[Problem to work on]: Please write out the data that follows, word for word.

[Raw data]:
_ _ _ _ _
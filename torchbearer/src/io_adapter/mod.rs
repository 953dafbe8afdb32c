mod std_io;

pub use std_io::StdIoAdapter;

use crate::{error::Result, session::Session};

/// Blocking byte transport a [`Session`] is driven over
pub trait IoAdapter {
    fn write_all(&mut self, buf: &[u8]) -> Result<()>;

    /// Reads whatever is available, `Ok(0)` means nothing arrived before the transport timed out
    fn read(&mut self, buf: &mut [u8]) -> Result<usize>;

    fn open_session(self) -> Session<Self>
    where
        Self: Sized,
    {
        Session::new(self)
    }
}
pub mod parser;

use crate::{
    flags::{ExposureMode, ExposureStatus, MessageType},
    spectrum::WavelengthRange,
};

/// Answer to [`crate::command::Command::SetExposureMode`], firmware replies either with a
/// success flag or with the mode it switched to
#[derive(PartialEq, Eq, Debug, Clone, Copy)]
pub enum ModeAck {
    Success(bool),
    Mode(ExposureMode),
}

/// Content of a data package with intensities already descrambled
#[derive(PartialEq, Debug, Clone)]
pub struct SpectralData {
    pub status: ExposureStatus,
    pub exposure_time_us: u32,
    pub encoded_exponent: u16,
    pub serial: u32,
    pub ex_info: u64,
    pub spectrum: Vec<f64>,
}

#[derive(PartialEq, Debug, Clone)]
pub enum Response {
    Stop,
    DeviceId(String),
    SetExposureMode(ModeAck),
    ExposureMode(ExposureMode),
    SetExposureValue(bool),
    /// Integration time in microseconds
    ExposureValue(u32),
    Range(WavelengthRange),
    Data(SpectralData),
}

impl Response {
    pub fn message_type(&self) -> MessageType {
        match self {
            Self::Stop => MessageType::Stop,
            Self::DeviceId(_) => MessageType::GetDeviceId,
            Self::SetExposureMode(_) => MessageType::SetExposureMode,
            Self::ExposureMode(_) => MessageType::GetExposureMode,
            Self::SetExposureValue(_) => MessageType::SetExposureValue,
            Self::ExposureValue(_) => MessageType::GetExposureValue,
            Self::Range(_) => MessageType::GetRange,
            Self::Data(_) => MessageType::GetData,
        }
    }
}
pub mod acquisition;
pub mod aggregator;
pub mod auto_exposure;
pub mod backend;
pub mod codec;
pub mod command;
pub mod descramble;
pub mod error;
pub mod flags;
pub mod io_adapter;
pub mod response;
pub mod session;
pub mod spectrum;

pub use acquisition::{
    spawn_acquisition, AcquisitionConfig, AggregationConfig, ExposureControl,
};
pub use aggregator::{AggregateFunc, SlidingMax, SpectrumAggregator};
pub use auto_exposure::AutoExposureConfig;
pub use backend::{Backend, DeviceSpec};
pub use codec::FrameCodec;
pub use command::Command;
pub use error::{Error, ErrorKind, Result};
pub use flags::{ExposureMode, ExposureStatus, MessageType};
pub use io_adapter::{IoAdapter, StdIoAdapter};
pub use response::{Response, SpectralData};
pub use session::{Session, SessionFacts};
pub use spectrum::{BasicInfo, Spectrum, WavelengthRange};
_ _ _ _ _
[Answer space]:
filename torchbearer/src/io_adapter/mod.rs
repository 953dafbe8afdb32c
mod std_io;

pub use std_io::StdIoAdapter;

use crate::{error::Result, session::Session};

/// Blocking byte transport a [`Session`] is driven over
pub trait IoAdapter {
    fn write_all(&mut self, buf: &[u8]) -> Result<()>;

    /// Reads whatever is available, `Ok(0)` means nothing arrived before the transport timed out
    fn read(&mut self, buf: &mut [u8]) -> Result<usize>;

    fn open_session(self) -> Session<Self>
    where
        Self: Sized,
    {
        Session::new(self)
    }
}
pub mod parser;

use crate::{
    flags::{ExposureMode, ExposureStatus, MessageType},
    spectrum::WavelengthRange,
};

/// Answer to [`crate::command::Command::SetExposureMode`], firmware replies either with a
/// success flag or with the mode it switched to
#[derive(PartialEq, Eq, Debug, Clone, Copy)]
pub enum ModeAck {
    Success(bool),
    Mode(ExposureMode),
}

/// Content of a data package with intensities already descrambled
#[derive(PartialEq, Debug, Clone)]
pub struct SpectralData {
    pub status: ExposureStatus,
    pub exposure_time_us: u32,
    pub encoded_exponent: u16,
    pub serial: u32,
    pub ex_info: u64,
    pub spectrum: Vec<f64>,
}

#[derive(PartialEq, Debug, Clone)]
pub enum Response {
    Stop,
    DeviceId(String),
    SetExposureMode(ModeAck),
    ExposureMode(ExposureMode),
    SetExposureValue(bool),
    /// Integration time in microseconds
    ExposureValue(u32),
    Range(WavelengthRange),
    Data(SpectralData),
}

impl Response {
    pub fn message_type(&self) -> MessageType {
        match self {
            Self::Stop => MessageType::Stop,
            Self::DeviceId(_) => MessageType::GetDeviceId,
            Self::SetExposureMode(_) => MessageType::SetExposureMode,
            Self::ExposureMode(_) => MessageType::GetExposureMode,
            Self::SetExposureValue(_) => MessageType::SetExposureValue,
            Self::ExposureValue(_) => MessageType::GetExposureValue,
            Self::Range(_) => MessageType::GetRange,
            Self::Data(_) => MessageType::GetData,
        }
    }
}
pub mod acquisition;
pub mod aggregator;
pub mod auto_exposure;
pub mod backend;
pub mod codec;
pub mod command;
pub mod descramble;
pub mod error;
pub mod flags;
pub mod io_adapter;
pub mod response;
pub mod session;
pub mod spectrum;

pub use acquisition::{
    spawn_acquisition, AcquisitionConfig, AggregationConfig, ExposureControl,
};
pub use aggregator::{AggregateFunc, SlidingMax, SpectrumAggregator};
pub use auto_exposure::AutoExposureConfig;
pub use backend::{Backend, DeviceSpec};
pub use codec::FrameCodec;
pub use command::Command;
pub use error::{Error, ErrorKind, Result};
pub use flags::{ExposureMode, ExposureStatus, MessageType};
pub use io_adapter::{IoAdapter, StdIoAdapter};
pub use response::{Response, SpectralData};
pub use session::{Session, SessionFacts};
pub use spectrum::{BasicInfo, Spectrum, WavelengthRange};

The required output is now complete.